_Provided entries_.
//! Channel session management: discovery, funding, and claim issuance.

use std::sync::atomic::{AtomicBool, Ordering};
use std::sync::Arc;

use tokio::sync::OnceCell;

use crate::channel::Channel;
use crate::claim::{build_authorization_hex, AuthToken, Claim, Currency};
use crate::config::ChannelConfig;
use crate::drops::Drops;
use crate::errors::{ClaimError, Result};
use crate::ledger::{ChannelTransaction, LedgerClient};
use crate::wallet::WalletSigner;

/// Connection state of a session. Advances monotonically from
/// `Uninitialized` through `Connected` to `Ready`; a failed connect
/// leaves the session `Uninitialized` and the next operation retries.
#[derive(Clone, Copy, Debug, PartialEq, Eq)]
pub enum SessionState {
    /// Constructed; the ledger link has not been established.
    Uninitialized,
    /// The ledger link is up; session setup is completing.
    Connected,
    /// Operations may proceed.
    Ready,
}

/// Outcome of a channel lookup: the session's channel, or the definite
/// absence of one. Absence is ordinary data here, not an error; it is
/// what sends `deposit` down the create path.
enum ChannelLookup {
    Found(Channel),
    NotFound,
}

/// Manages one payment-channel session between a wallet's account and a
/// fixed destination: finds or creates the channel, deposits into it, and
/// issues signed claim tokens against it.
///
/// Construction does not touch the network. The first operation connects
/// the ledger collaborator exactly once, shared across concurrent callers.
/// Operations on one manager do not synchronize with each other beyond
/// that: the capacity check in [`get_auth_token`](Self::get_auth_token)
/// reads channel state that is not locked against concurrent funding or
/// issuance, so callers that must never oversubscribe a channel need an
/// external serialization point.
pub struct ChannelManager {
    config: ChannelConfig,
    ledger: Arc<Box<dyn LedgerClient>>,
    wallet: Arc<Box<dyn WalletSigner>>,
    session: OnceCell<()>,
    link_up: AtomicBool,
}

impl ChannelManager {
    pub fn new(
        config: ChannelConfig,
        ledger: Arc<Box<dyn LedgerClient>>,
        wallet: Arc<Box<dyn WalletSigner>>,
    ) -> Self {
        Self {
            config,
            ledger,
            wallet,
            session: OnceCell::new(),
            link_up: AtomicBool::new(false),
        }
    }

    /// The session's configuration.
    pub fn config(&self) -> &ChannelConfig {
        &self.config
    }

    /// Current session state.
    pub fn state(&self) -> SessionState {
        if self.session.initialized() {
            SessionState::Ready
        } else if self.link_up.load(Ordering::Acquire) {
            SessionState::Connected
        } else {
            SessionState::Uninitialized
        }
    }

    /// Drive the session to `Ready`, connecting the ledger collaborator on
    /// first use. Concurrent first calls share a single connect.
    #[cfg_attr(feature = "tracing", tracing::instrument(skip(self)))]
    pub async fn ready(&self) -> Result<()> {
        self.session
            .get_or_try_init(|| async {
                self.ledger.connect().await?;
                self.link_up.store(true, Ordering::Release);
                Ok::<(), ClaimError>(())
            })
            .await?;
        Ok(())
    }

    /// Locate the open channel from the wallet's account to the configured
    /// destination.
    ///
    /// The ledger may list several channels for the pair; the first listed
    /// is the session's channel. Errors with
    /// [`ClaimError::ChannelNotFound`] when none is open.
    #[cfg_attr(feature = "tracing", tracing::instrument(skip(self), fields(destination = %self.config.destination)))]
    pub async fn find_channel(&self) -> Result<Channel> {
        self.ready().await?;
        self.require_channel().await
    }

    /// Fund the session's channel with `amount` drops, opening the channel
    /// first if none exists.
    ///
    /// Blocks until the ledger reports a final outcome and returns that
    /// payload verbatim; ledger-level success or failure is the caller's
    /// to inspect. A failed deposit leaves ledger state exactly as the
    /// network left it.
    #[cfg_attr(feature = "tracing", tracing::instrument(skip(self), fields(amount = %amount)))]
    pub async fn deposit(&self, amount: Drops) -> Result<serde_json::Value> {
        self.ready().await?;
        let account = self.wallet.address();

        // 1. Fund the existing channel, or create one if none is open.
        let tx = match self.lookup_channel().await? {
            ChannelLookup::Found(channel) => ChannelTransaction::PaymentChannelFund {
                account,
                channel: channel.channel_id,
                amount,
            },
            ChannelLookup::NotFound => {
                tracing_debug(&format!(
                    "no open channel to {}; creating one",
                    self.config.destination
                ));
                ChannelTransaction::PaymentChannelCreate {
                    account,
                    destination: self.config.destination.clone(),
                    amount,
                    settle_delay: self.config.settle_delay_secs,
                    public_key: self.wallet.public_key(),
                }
            }
        };

        // 2. Autofill network-determined fields (sequence, fee).
        let prepared = self.ledger.autofill(&tx).await?;

        // 3. Sign, submit, and wait for the final ledger outcome.
        let tx_blob = self.wallet.sign_transaction(&prepared)?;
        self.ledger.submit_and_wait(&tx_blob).await
    }

    /// Issue a signed claim token for `amount` drops, or for the channel's
    /// full deposited amount when `amount` is `None`.
    ///
    /// Purely read-and-sign: no ledger writes. Errors with
    /// [`ClaimError::AuthorizationExceedsCapacity`] when the requested
    /// amount exceeds what the channel holds.
    #[cfg_attr(feature = "tracing", tracing::instrument(skip(self), fields(amount = ?amount)))]
    pub async fn get_auth_token(&self, amount: Option<Drops>) -> Result<AuthToken> {
        self.ready().await?;
        let channel = self.require_channel().await?;

        // 1. Default to the full deposited amount; never authorize past it.
        let allowed = amount.unwrap_or(channel.amount);
        if allowed > channel.amount {
            return Err(ClaimError::AuthorizationExceedsCapacity {
                requested: allowed.as_u64(),
                capacity: channel.amount.as_u64(),
            });
        }

        // 2. Sign the claim digest.
        let digest = build_authorization_hex(&channel.channel_id.to_hex(), &allowed.to_string())?;
        let signature = self.wallet.sign_claim_digest(&digest)?;

        // 3. Assemble the portable envelope.
        let claim = Claim {
            version: self.config.claim_version.clone(),
            account: self.wallet.address(),
            protocol: self.config.protocol.clone(),
            currency: Currency {
                code: self.config.currency_code.clone(),
                scale: self.config.currency_scale,
            },
            destination_account: self.config.destination.clone(),
            authorized_to_claim: allowed,
            channel_id: channel.channel_id,
            signature,
        };
        AuthToken::encode(&claim)
    }

    async fn lookup_channel(&self) -> Result<ChannelLookup> {
        let account = self.wallet.address();
        let channels = self
            .ledger
            .account_channels(&account, &self.config.destination)
            .await?;
        // the first listed channel is the session's channel
        Ok(match channels.into_iter().next() {
            Some(channel) => ChannelLookup::Found(channel),
            None => ChannelLookup::NotFound,
        })
    }

    async fn require_channel(&self) -> Result<Channel> {
        match self.lookup_channel().await? {
            ChannelLookup::Found(channel) => Ok(channel),
            ChannelLookup::NotFound => Err(ClaimError::ChannelNotFound {
                account: self.wallet.address(),
                destination: self.config.destination.clone(),
            }),
        }
    }
}

// Event helper; compiles away without the tracing feature
fn tracing_debug(_msg: &str) {
    #[cfg(feature = "tracing")]
    tracing::debug!("{}", _msg);
}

_Your task_. From the entries above, extract only the lines running from the one containing "pub fn state(&self)" through the one containing "exactly as the", inclusive.

_Answer space_.
    pub fn state(&self) -> SessionState {
        if self.session.initialized() {
            SessionState::Ready
        } else if self.link_up.load(Ordering::Acquire) {
            SessionState::Connected
        } else {
            SessionState::Uninitialized
        }
    }

    /// Drive the session to `Ready`, connecting the ledger collaborator on
    /// first use. Concurrent first calls share a single connect.
    #[cfg_attr(feature = "tracing", tracing::instrument(skip(self)))]
    pub async fn ready(&self) -> Result<()> {
        self.session
            .get_or_try_init(|| async {
                self.ledger.connect().await?;
                self.link_up.store(true, Ordering::Release);
                Ok::<(), ClaimError>(())
            })
            .await?;
        Ok(())
    }

    /// Locate the open channel from the wallet's account to the configured
    /// destination.
    ///
    /// The ledger may list several channels for the pair; the first listed
    /// is the session's channel. Errors with
    /// [`ClaimError::ChannelNotFound`] when none is open.
    #[cfg_attr(feature = "tracing", tracing::instrument(skip(self), fields(destination = %self.config.destination)))]
    pub async fn find_channel(&self) -> Result<Channel> {
        self.ready().await?;
        self.require_channel().await
    }

    /// Fund the session's channel with `amount` drops, opening the channel
    /// first if none exists.
    ///
    /// Blocks until the ledger reports a final outcome and returns that
    /// payload verbatim; ledger-level success or failure is the caller's
    /// to inspect. A failed deposit leaves ledger state exactly as the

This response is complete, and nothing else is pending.